I doubt myself. Of course I do, who's going to look at 1200 miles and think "easy peasy?" Unless of course they've done it before. I doubt my feet, my knees, and my back. I don't have decent shoes yet, so when I walked 8 miles one day last week with my pack on, something in my foot got tweaked. I've been babying it this week, but who knows how long it will take to heal? My knees ache each time I walk with my pack on, which could also be a result of poor shoes, but I am looking into trekking poles as well. I strained my back last year and every now and then it acts up when I move wrong.

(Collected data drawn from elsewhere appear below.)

/// Is this block in the next ready layer?
///
/// Back-edges inside a loop (an intra-loop edge pointing at an entry member)
/// are excluded from the wait set — they encode the next iteration, not an
/// intra-iteration dependency.
#[must_use]
pub fn is_ready(
    ctx: &ExecutionContext,
    graph: &WorkflowGraph<'_>,
    block_id: &BlockId,
    loop_entry_members: &HashSet<BlockId>,
) -> bool {
    if ctx.is_executed(block_id) {
        return false;
    }
    let Some(block) = ctx.workflow.block(block_id) else {
        return false;
    };
    if !block.enabled {
        return false;
    }
    if !ctx.active_execution_path.contains(block_id) {
        return false;
    }
    if !is_in_active_path(ctx, graph, block_id) {
        return false;
    }

    let incoming = graph.incoming(block_id);
    if incoming.is_empty() {
        return true;
    }

    let mut satisfied = false;
    for conn in incoming {
        // Back edge: both endpoints in the same loop and the target is an
        // entry member.
        let same_loop = ctx
            .workflow
            .loop_containing(block_id)
            .is_some_and(|(_, spec)| spec.nodes.contains(&conn.source));
        if same_loop && loop_entry_members.contains(block_id) {
            continue;
        }

        match edge_status(ctx, graph, conn) {
            EdgeStatus::Satisfied => satisfied = true,
            EdgeStatus::Pending => return false,
            EdgeStatus::Dead => {}
        }
    }
    satisfied
}

#[cfg(test)]
mod tests {
    use super::*;
    use std::collections::{BTreeMap, HashMap};
    use std::sync::Arc;
    use weft_core::ExecutionId;
    use weft_workflow::{Block, SourceHandle, Workflow};

    fn block(id: &str, kind: BlockKind) -> Block {
        Block::new(id, kind, id.to_uppercase())
    }

    fn make_ctx(workflow: Workflow) -> ExecutionContext {
        ExecutionContext::new(ExecutionId::v4(), Arc::new(workflow), HashMap::new())
    }

    fn condition_workflow() -> Workflow {
        // start -> cond -(cond1)-> f2
        //               -(else1)-> p1 -> merge <- f2
        let cond = BlockId::new("cond");
        Workflow {
            version: "1".into(),
            blocks: [
                block("start", BlockKind::Starter),
                block("cond", BlockKind::Condition),
                block("f2", BlockKind::Function),
                block("p1", BlockKind::Function),
                block("merge", BlockKind::Function),
            ]
            .into_iter()
            .map(|b| (b.id.clone(), b))
            .collect(),
            connections: vec![
                Connection::new("start", "cond"),
                Connection::new("cond", "f2")
                    .with_handle(SourceHandle::condition_branch(&cond, "cond1")),
                Connection::new("cond", "p1")
                    .with_handle(SourceHandle::condition_branch(&cond, "else1")),
                Connection::new("f2", "merge"),
                Connection::new("p1", "merge"),
            ],
            loops: BTreeMap::new(),
            parallels: BTreeMap::new(),
        }
    }

    #[test]
    fn condition_activates_only_selected_branch() {
        let workflow = condition_workflow();
        let mut ctx = make_ctx(workflow);
        let workflow = Arc::clone(&ctx.workflow);
        let graph = WorkflowGraph::new(&workflow);

        ctx.activate(BlockId::new("cond"));
        ctx.record_output(
            BlockId::new("cond"),
            serde_json::json!({
                "conditionResult": true,
                "selectedPath": {"blockId": "f2"},
                "selectedConditionId": "cond1",
            }),
            1,
        );
        update_active_path(&mut ctx, &graph, &[BlockId::new("cond")]);

        assert!(ctx.active_execution_path.contains(&BlockId::new("f2")));
        assert!(!ctx.active_execution_path.contains(&BlockId::new("p1")));
        assert_eq!(
            ctx.decisions.condition.get(&BlockId::new("cond")),
            Some(&"cond1".to_owned())
        );
    }

    #[test]
    fn router_decision_gates_path() {
        let workflow = Workflow {
            version: "1".into(),
            blocks: [
                block("router", BlockKind::Router),
                block("t1", BlockKind::Function),
                block("t2", BlockKind::Function),
            ]
            .into_iter()
            .map(|b| (b.id.clone(), b))
            .collect(),
            connections: vec![
                Connection::new("router", "t1"),
                Connection::new("router", "t2"),
            ],
            loops: BTreeMap::new(),
            parallels: BTreeMap::new(),
        };
        let mut ctx = make_ctx(workflow);
        let workflow = Arc::clone(&ctx.workflow);
        let graph = WorkflowGraph::new(&workflow);

        ctx.activate(BlockId::new("router"));
        ctx.record_output(
            BlockId::new("router"),
            serde_json::json!({"selectedPath": {"blockId": "t1"}}),
            1,
        );
        update_active_path(&mut ctx, &graph, &[BlockId::new("router")]);

        assert!(ctx.active_execution_path.contains(&BlockId::new("t1")));
        assert!(!ctx.active_execution_path.contains(&BlockId::new("t2")));
        assert_eq!(
            ctx.decisions.router.get(&BlockId::new("router")),
            Some(&BlockId::new("t1"))
        );

        // The unselected target is not in the active path, transitively.
        assert!(is_in_active_path(&ctx, &graph, &BlockId::new("t1")));
        assert!(!is_in_active_path(&ctx, &graph, &BlockId::new("t2")));
    }

    #[test]
    fn merge_after_condition_ignores_dead_branch() {
        let workflow = condition_workflow();
        let mut ctx = make_ctx(workflow);
        let workflow = Arc::clone(&ctx.workflow);
        let graph = WorkflowGraph::new(&workflow);
        let no_loops = HashSet::new();

        // start and cond executed; cond chose cond1 (f2).
        for id in ["start", "cond"] {
            ctx.activate(BlockId::new(id));
            ctx.record_output(BlockId::new(id), serde_json::Value::Null, 0);
        }
        ctx.record_output(
            BlockId::new("cond"),
            serde_json::json!({
                "selectedPath": {"blockId": "f2"},
                "selectedConditionId": "cond1",
            }),
            0,
        );
        update_active_path(&mut ctx, &graph, &[BlockId::new("cond")]);

        // f2 is ready; merge waits for f2, not for the dead p1.
        assert!(is_ready(&ctx, &graph, &BlockId::new("f2"), &no_loops));
        ctx.record_output(BlockId::new("f2"), serde_json::Value::Null, 0);
        update_active_path(&mut ctx, &graph, &[BlockId::new("f2")]);

        assert!(is_ready(&ctx, &graph, &BlockId::new("merge"), &no_loops));
    }

    #[test]
    fn merge_waits_for_pending_branch() {
        // start fans out to a and b, both feed merge; only a is done.
        let workflow = Workflow {
            version: "1".into(),
            blocks: [
                block("start", BlockKind::Starter),
                block("a", BlockKind::Function),
                block("b", BlockKind::Function),
                block("merge", BlockKind::Function),
            ]
            .into_iter()
            .map(|b| (b.id.clone(), b))
            .collect(),
            connections: vec![
                Connection::new("start", "a"),
                Connection::new("start", "b"),
                Connection::new("a", "merge"),
                Connection::new("b", "merge"),
            ],
            loops: BTreeMap::new(),
            parallels: BTreeMap::new(),
        };
        let mut ctx = make_ctx(workflow);
        let workflow = Arc::clone(&ctx.workflow);
        let graph = WorkflowGraph::new(&workflow);
        let no_loops = HashSet::new();

        ctx.activate(BlockId::new("start"));
        ctx.record_output(BlockId::new("start"), serde_json::Value::Null, 0);
        update_active_path(&mut ctx, &graph, &[BlockId::new("start")]);

        ctx.record_output(BlockId::new("a"), serde_json::Value::Null, 0);
        update_active_path(&mut ctx, &graph, &[BlockId::new("a")]);

        // b is still pending, so merge must wait.
        assert!(!is_ready(&ctx, &graph, &BlockId::new("merge"), &no_loops));

        ctx.record_output(BlockId::new("b"), serde_json::Value::Null, 0);
        update_active_path(&mut ctx, &graph, &[BlockId::new("b")]);
        assert!(is_ready(&ctx, &graph, &BlockId::new("merge"), &no_loops));
    }

    #[test]
    fn loop_end_edge_waits_for_completion() {
        let workflow = Workflow {
            version: "1".into(),
            blocks: [
                block("start", BlockKind::Starter),
                block("loop-1", BlockKind::Loop),
                block("body", BlockKind::Function),
                block("after", BlockKind::Function),
            ]
            .into_iter()
            .map(|b| (b.id.clone(), b))
            .collect(),
            connections: vec![
                Connection::new("start", "loop-1"),
                Connection::new("loop-1", "body").with_handle(SourceHandle::loop_start()),
                Connection::new("loop-1", "after").with_handle(SourceHandle::loop_end()),
            ],
            loops: [(
                LoopId::new("loop-1"),
                weft_workflow::LoopSpec {
                    nodes: [BlockId::new("body")].into(),
                    loop_type: weft_workflow::LoopKind::For,
                    iterations: Some(2),
                    for_each_items: None,
                },
            )]
            .into(),
            parallels: BTreeMap::new(),
        };
        let mut ctx = make_ctx(workflow);
        let workflow = Arc::clone(&ctx.workflow);
        let graph = WorkflowGraph::new(&workflow);
        let no_loops = HashSet::new();

        ctx.activate(BlockId::new("start"));
        ctx.record_output(BlockId::new("start"), serde_json::Value::Null, 0);
        update_active_path(&mut ctx, &graph, &[BlockId::new("start")]);

        // Container executes, members activate, successor stays held back.
        ctx.record_output(BlockId::new("loop-1"), serde_json::Value::Null, 0);
        update_active_path(&mut ctx, &graph, &[BlockId::new("loop-1")]);
        ctx.activate(BlockId::new("after"));

        assert!(ctx.active_execution_path.contains(&BlockId::new("body")));
        assert!(is_ready(&ctx, &graph, &BlockId::new("body"), &no_loops));
        assert!(!is_ready(&ctx, &graph, &BlockId::new("after"), &no_loops));

        // Completion opens the loop-end edge.
        ctx.completed_loops.insert(LoopId::new("loop-1"));
        assert!(is_ready(&ctx, &graph, &BlockId::new("after"), &no_loops));
    }

    #[test]
    fn back_edge_to_entry_member_is_ignored() {
        let workflow = Workflow {
            version: "1".into(),
            blocks: [
                block("loop-1", BlockKind::Loop),
                block("a", BlockKind::Function),
                block("b", BlockKind::Function),
            ]
            .into_iter()
            .map(|b| (b.id.clone(), b))
            .collect(),
            connections: vec![
                Connection::new("loop-1", "a").with_handle(SourceHandle::loop_start()),
                Connection::new("a", "b"),
                Connection::new("b", "a"),
            ],
            loops: [(
                LoopId::new("loop-1"),
                weft_workflow::LoopSpec {
                    nodes: [BlockId::new("a"), BlockId::new("b")].into(),
                    loop_type: weft_workflow::LoopKind::For,
                    iterations: Some(2),
                    for_each_items: None,
                },
            )]
            .into(),
            parallels: BTreeMap::new(),
        };
        let mut ctx = make_ctx(workflow);
        let workflow = Arc::clone(&ctx.workflow);
        let graph = WorkflowGraph::new(&workflow);
        let entries: HashSet<BlockId> = [BlockId::new("a")].into();

        ctx.record_output(BlockId::new("loop-1"), serde_json::Value::Null, 0);
        update_active_path(&mut ctx, &graph, &[BlockId::new("loop-1")]);

        // a must not wait for the back edge from b.
        assert!(is_ready(&ctx, &graph, &BlockId::new("a"), &entries));
        assert!(!is_ready(&ctx, &graph, &BlockId::new("b"), &entries));
    }
}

The whole state map. The pages are three hole punched so while you are walking,
you don't have to take the whole book with you, only the pages you need right then.
So how do I figure I can walk 1200 miles? I haven't the foggiest, but when it comes to it I'm going to give it my best shot. The thing is I don't usually tell the whole world what my plans are, especially when it scares me just a little. I have this thing about failure: if I fail and no one knows I was trying, everything is still ok; if I fail and everyone knew I was trying, then I will have to explain again and again why I couldn't do it and be forced to relive that failure again and again. I had a nightmare last week after it felt like everyone I knew suddenly had heard from me or my parents that I was going to try the Ice Age Trail and it exposed my fears to me. I still can see the imagery in my mind's eye and I may have to paint it just to get it out of my head.

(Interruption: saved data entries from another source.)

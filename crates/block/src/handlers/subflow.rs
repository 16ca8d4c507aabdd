//! Loop and parallel container handlers.
//!
//! Containers do no work of their own: on entry, their handler resolves the
//! subflow's configuration into a plan (iteration count plus items, or
//! branch count plus distribution) that the engine's scope bookkeeping
//! consumes. The container's final aggregate output is written by the engine
//! when the subflow completes.

use async_trait::async_trait;
use serde::{Deserialize, Serialize};
use serde_json::Value;
use tokio_util::sync::CancellationToken;
use weft_core::{LoopId, ParallelId};
use weft_expression::Resolver;
use weft_workflow::{Block, BlockKind, LoopKind, ParallelKind};

use crate::error::HandlerError;
use crate::handler::{BlockHandler, HandlerOutput};
use crate::scope::HandlerScope;

/// How a loop will iterate, resolved at container entry.
#[derive(Debug, Clone, PartialEq, Serialize, Deserialize)]
#[serde(rename_all = "camelCase")]
pub struct LoopPlan {
    /// Total number of iterations.
    pub total: u32,
    /// Per-iteration items for `forEach` loops; `None` for `for` loops.
    #[serde(default, skip_serializing_if = "Option::is_none")]
    pub items: Option<Vec<Value>>,
}

/// How a parallel will fan out, resolved at container entry.
#[derive(Debug, Clone, PartialEq, Serialize, Deserialize)]
#[serde(rename_all = "camelCase")]
pub struct ParallelPlan {
    /// Total number of branches.
    pub total: u32,
    /// Per-branch items for `collection` parallels; `None` for `count`.
    #[serde(default, skip_serializing_if = "Option::is_none")]
    pub items: Option<Vec<Value>>,
}

/// Resolve a `forEachItems` / `distribution` value into concrete items.
///
/// Strings resolve through the reference grammar first (both `{{…}}` and
/// `<…>` forms); arrays iterate element-wise; objects iterate as
/// `[key, value]` pairs.
fn collection_items(spec: &Value, scope: &HandlerScope) -> Result<Vec<Value>, HandlerError> {
    let resolver = Resolver::new(scope);
    let resolved = match spec {
        Value::String(text) => {
            let via_template = resolver.resolve_str(text)?;
            match via_template {
                // Still a plain string: maybe `<…>` syntax or a JSON literal.
                Value::String(s) => {
                    let substituted = resolver.resolve_angle_refs(&s)?;
                    serde_json::from_str(&substituted)
                        .unwrap_or(Value::String(substituted))
                }
                typed => typed,
            }
        }
        other => resolver.resolve_value(other)?,
    };

    match resolved {
        Value::Array(items) => Ok(items),
        Value::Object(map) => Ok(map
            .into_iter()
            .map(|(k, v)| Value::Array(vec![Value::String(k), v]))
            .collect()),
        other => Err(HandlerError::Evaluation(format!(
            "collection did not resolve to an array or object, got {other}"
        ))),
    }
}

/// Resolves a loop container's iteration plan.
#[derive(Debug, Default, Clone, Copy)]
pub struct LoopHandler;

#[async_trait]
impl BlockHandler for LoopHandler {
    fn can_handle(&self, block: &Block) -> bool {
        block.kind == BlockKind::Loop
    }

    async fn execute(
        &self,
        block: &Block,
        _resolved: Value,
        scope: &HandlerScope,
        _cancel: CancellationToken,
    ) -> Result<HandlerOutput, HandlerError> {
        let loop_id = LoopId::new(block.id.as_str());
        let spec = scope.workflow.loops.get(&loop_id).ok_or_else(|| {
            HandlerError::fatal(format!("loop block {} has no subflow declaration", block.id))
        })?;

        let plan = match spec.loop_type {
            LoopKind::For => LoopPlan {
                total: spec.iterations.unwrap_or(0),
                items: None,
            },
            LoopKind::ForEach => {
                let source = spec.for_each_items.as_ref().ok_or_else(|| {
                    HandlerError::fatal(format!(
                        "forEach loop {} has no `forEachItems`",
                        block.id
                    ))
                })?;
                let items = collection_items(source, scope)?;
                LoopPlan {
                    total: items.len() as u32,
                    items: Some(items),
                }
            }
        };

        Ok(serde_json::to_value(plan)
            .unwrap_or(Value::Null)
            .into())
    }
}

/// Resolves a parallel container's branch plan.
#[derive(Debug, Default, Clone, Copy)]
pub struct ParallelHandler;

#[async_trait]
impl BlockHandler for ParallelHandler {
    fn can_handle(&self, block: &Block) -> bool {
        block.kind == BlockKind::Parallel
    }

    async fn execute(
        &self,
        block: &Block,
        _resolved: Value,
        scope: &HandlerScope,
        _cancel: CancellationToken,
    ) -> Result<HandlerOutput, HandlerError> {
        let parallel_id = ParallelId::new(block.id.as_str());
        let spec = scope.workflow.parallels.get(&parallel_id).ok_or_else(|| {
            HandlerError::fatal(format!(
                "parallel block {} has no subflow declaration",
                block.id
            ))
        })?;

        let plan = match spec.parallel_type {
            ParallelKind::Count => ParallelPlan {
                total: spec.count.unwrap_or(0),
                items: None,
            },
            ParallelKind::Collection => {
                let source = spec.distribution.as_ref().ok_or_else(|| {
                    HandlerError::fatal(format!(
                        "collection parallel {} has no `distribution`",
                        block.id
                    ))
                })?;
                let items = collection_items(source, scope)?;
                ParallelPlan {
                    total: items.len() as u32,
                    items: Some(items),
                }
            }
        };

        Ok(serde_json::to_value(plan)
            .unwrap_or(Value::Null)
            .into())
    }
}

#[cfg(test)]
mod tests {
    use super::*;
    use pretty_assertions::assert_eq;
    use std::collections::{BTreeMap, HashMap};
    use std::sync::Arc;
    use weft_core::{BlockId, ExecutionId};
    use weft_workflow::{LoopSpec, ParallelSpec, Workflow};

    fn workflow_with_loop(spec: LoopSpec) -> Arc<Workflow> {
        let blocks = vec![
            Block::new("loop-1", BlockKind::Loop, "Loop"),
            Block::new("body", BlockKind::Function, "Body"),
            Block::new("src", BlockKind::Function, "Source"),
        ];
        Arc::new(Workflow {
            version: "1".into(),
            blocks: blocks.into_iter().map(|b| (b.id.clone(), b)).collect(),
            connections: vec![],
            loops: [(LoopId::new("loop-1"), spec)].into(),
            parallels: BTreeMap::new(),
        })
    }

    fn scope_for(workflow: Arc<Workflow>) -> HandlerScope {
        HandlerScope::new(ExecutionId::v4(), workflow, HashMap::new()).with_outputs(
            [(
                BlockId::new("src"),
                serde_json::json!({"list": ["a", "b"]}),
            )]
            .into(),
        )
    }

    #[tokio::test]
    async fn for_loop_plan() {
        let workflow = workflow_with_loop(LoopSpec {
            nodes: [BlockId::new("body")].into(),
            loop_type: LoopKind::For,
            iterations: Some(3),
            for_each_items: None,
        });
        let block = Block::new("loop-1", BlockKind::Loop, "Loop");
        let out = LoopHandler
            .execute(
                &block,
                Value::Null,
                &scope_for(workflow),
                CancellationToken::new(),
            )
            .await
            .unwrap();
        let plan: LoopPlan = serde_json::from_value(out.execution_value().clone()).unwrap();
        assert_eq!(plan, LoopPlan { total: 3, items: None });
    }

    #[tokio::test]
    async fn for_each_literal_array() {
        let workflow = workflow_with_loop(LoopSpec {
            nodes: [BlockId::new("body")].into(),
            loop_type: LoopKind::ForEach,
            iterations: None,
            for_each_items: Some(serde_json::json!(["a", "b"])),
        });
        let block = Block::new("loop-1", BlockKind::Loop, "Loop");
        let out = LoopHandler
            .execute(
                &block,
                Value::Null,
                &scope_for(workflow),
                CancellationToken::new(),
            )
            .await
            .unwrap();
        let plan: LoopPlan = serde_json::from_value(out.execution_value().clone()).unwrap();
        assert_eq!(plan.total, 2);
        assert_eq!(plan.items, Some(vec![Value::from("a"), Value::from("b")]));
    }

    #[tokio::test]
    async fn for_each_reference_to_upstream_output() {
        let workflow = workflow_with_loop(LoopSpec {
            nodes: [BlockId::new("body")].into(),
            loop_type: LoopKind::ForEach,
            iterations: None,
            for_each_items: Some(Value::String("{{src.list}}".into())),
        });
        let block = Block::new("loop-1", BlockKind::Loop, "Loop");
        let out = LoopHandler
            .execute(
                &block,
                Value::Null,
                &scope_for(workflow),
                CancellationToken::new(),
            )
            .await
            .unwrap();
        let plan: LoopPlan = serde_json::from_value(out.execution_value().clone()).unwrap();
        assert_eq!(plan.total, 2);
    }

    #[tokio::test]
    async fn for_each_json_string_literal() {
        let workflow = workflow_with_loop(LoopSpec {
            nodes: [BlockId::new("body")].into(),
            loop_type: LoopKind::ForEach,
            iterations: None,
            for_each_items: Some(Value::String("[1, 2, 3]".into())),
        });
        let block = Block::new("loop-1", BlockKind::Loop, "Loop");
        let out = LoopHandler
            .execute(
                &block,
                Value::Null,
                &scope_for(workflow),
                CancellationToken::new(),
            )
            .await
            .unwrap();
        let plan: LoopPlan = serde_json::from_value(out.execution_value().clone()).unwrap();
        assert_eq!(plan.total, 3);
    }

    #[tokio::test]
    async fn for_each_object_iterates_entries() {
        let workflow = workflow_with_loop(LoopSpec {
            nodes: [BlockId::new("body")].into(),
            loop_type: LoopKind::ForEach,
            iterations: None,
            for_each_items: Some(serde_json::json!({"x": 1, "y": 2})),
        });
        let block = Block::new("loop-1", BlockKind::Loop, "Loop");
        let out = LoopHandler
            .execute(
                &block,
                Value::Null,
                &scope_for(workflow),
                CancellationToken::new(),
            )
            .await
            .unwrap();
        let plan: LoopPlan = serde_json::from_value(out.execution_value().clone()).unwrap();
        assert_eq!(
            plan.items,
            Some(vec![
                serde_json::json!(["x", 1]),
                serde_json::json!(["y", 2]),
            ])
        );
    }

    #[tokio::test]
    async fn scalar_collection_is_an_error() {
        let workflow = workflow_with_loop(LoopSpec {
            nodes: [BlockId::new("body")].into(),
            loop_type: LoopKind::ForEach,
            iterations: None,
            for_each_items: Some(Value::from(42)),
        });
        let block = Block::new("loop-1", BlockKind::Loop, "Loop");
        let err = LoopHandler
            .execute(
                &block,
                Value::Null,
                &scope_for(workflow),
                CancellationToken::new(),
            )
            .await
            .unwrap_err();
        assert!(matches!(err, HandlerError::Evaluation(_)));
    }

    #[tokio::test]
    async fn parallel_count_plan() {
        let container = Block::new("par-1", BlockKind::Parallel, "Fan");
        let workflow = Arc::new(Workflow {
            version: "1".into(),
            blocks: [
                (container.id.clone(), container),
                (
                    BlockId::new("body"),
                    Block::new("body", BlockKind::Function, "Body"),
                ),
            ]
            .into(),
            connections: vec![],
            loops: BTreeMap::new(),
            parallels: [(
                ParallelId::new("par-1"),
                ParallelSpec {
                    nodes: [BlockId::new("body")].into(),
                    parallel_type: ParallelKind::Count,
                    count: Some(4),
                    distribution: None,
                },
            )]
            .into(),
        });
        let block = Block::new("par-1", BlockKind::Parallel, "Fan");
        let out = ParallelHandler
            .execute(
                &block,
                Value::Null,
                &scope_for(workflow),
                CancellationToken::new(),
            )
            .await
            .unwrap();
        let plan: ParallelPlan = serde_json::from_value(out.execution_value().clone()).unwrap();
        assert_eq!(plan, ParallelPlan { total: 4, items: None });
    }

    #[tokio::test]
    async fn missing_declaration_is_fatal() {
        let block = Block::new("loop-x", BlockKind::Loop, "Loop");
        let workflow = workflow_with_loop(LoopSpec {
            nodes: [BlockId::new("body")].into(),
            loop_type: LoopKind::For,
            iterations: Some(1),
            for_each_items: None,
        });
        let err = LoopHandler
            .execute(
                &block,
                Value::Null,
                &scope_for(workflow),
                CancellationToken::new(),
            )
            .await
            .unwrap_err();
        assert!(err.to_string().contains("no subflow declaration"));
    }
}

I did try ordering some hiking boots this week. I have big feet and they say you should order boots one size larger which means I should order size 12's. I got the boots in the mail Thursday, I sent them back Friday, I couldn't even imagine waking a half mile in those boots, pretty sure I would have had blisters before I made it a full mile!

The first map showing the western terminus. There is a ford, (meaning I will have to wade
through a stream of some sort) right at the beginning. Barefoot in the water in April? Ok...
Oh well. I guess I'll need to try some more boots on and if I find some I like I'm going to get two pairs so I can break them both in just in case I walk one pair to pieces when I'm on the trail. I don't want to get a brand new pair when I'm walking 10-20 miles a day, recipe for instant blisters.

The first map covers the little box labeled 1, there are 105 maps to cover the whole trail.
There is still so much that I need to do in order to be prepared for a hike of this type. And since I'm planning on a practice hike this fall I really need to be prepared by then. I'm researching, reading, studying, and wondering what I need, how I'm going to figure the logistics of resupplying and camping, the distance I can go each day, what do I plan to do in case of a hundred different scenarios, and can I manage everything with a lightweight (20 lb or so) pack? I don't know. I'm going to try. And until then I still have pottery that needs to be made!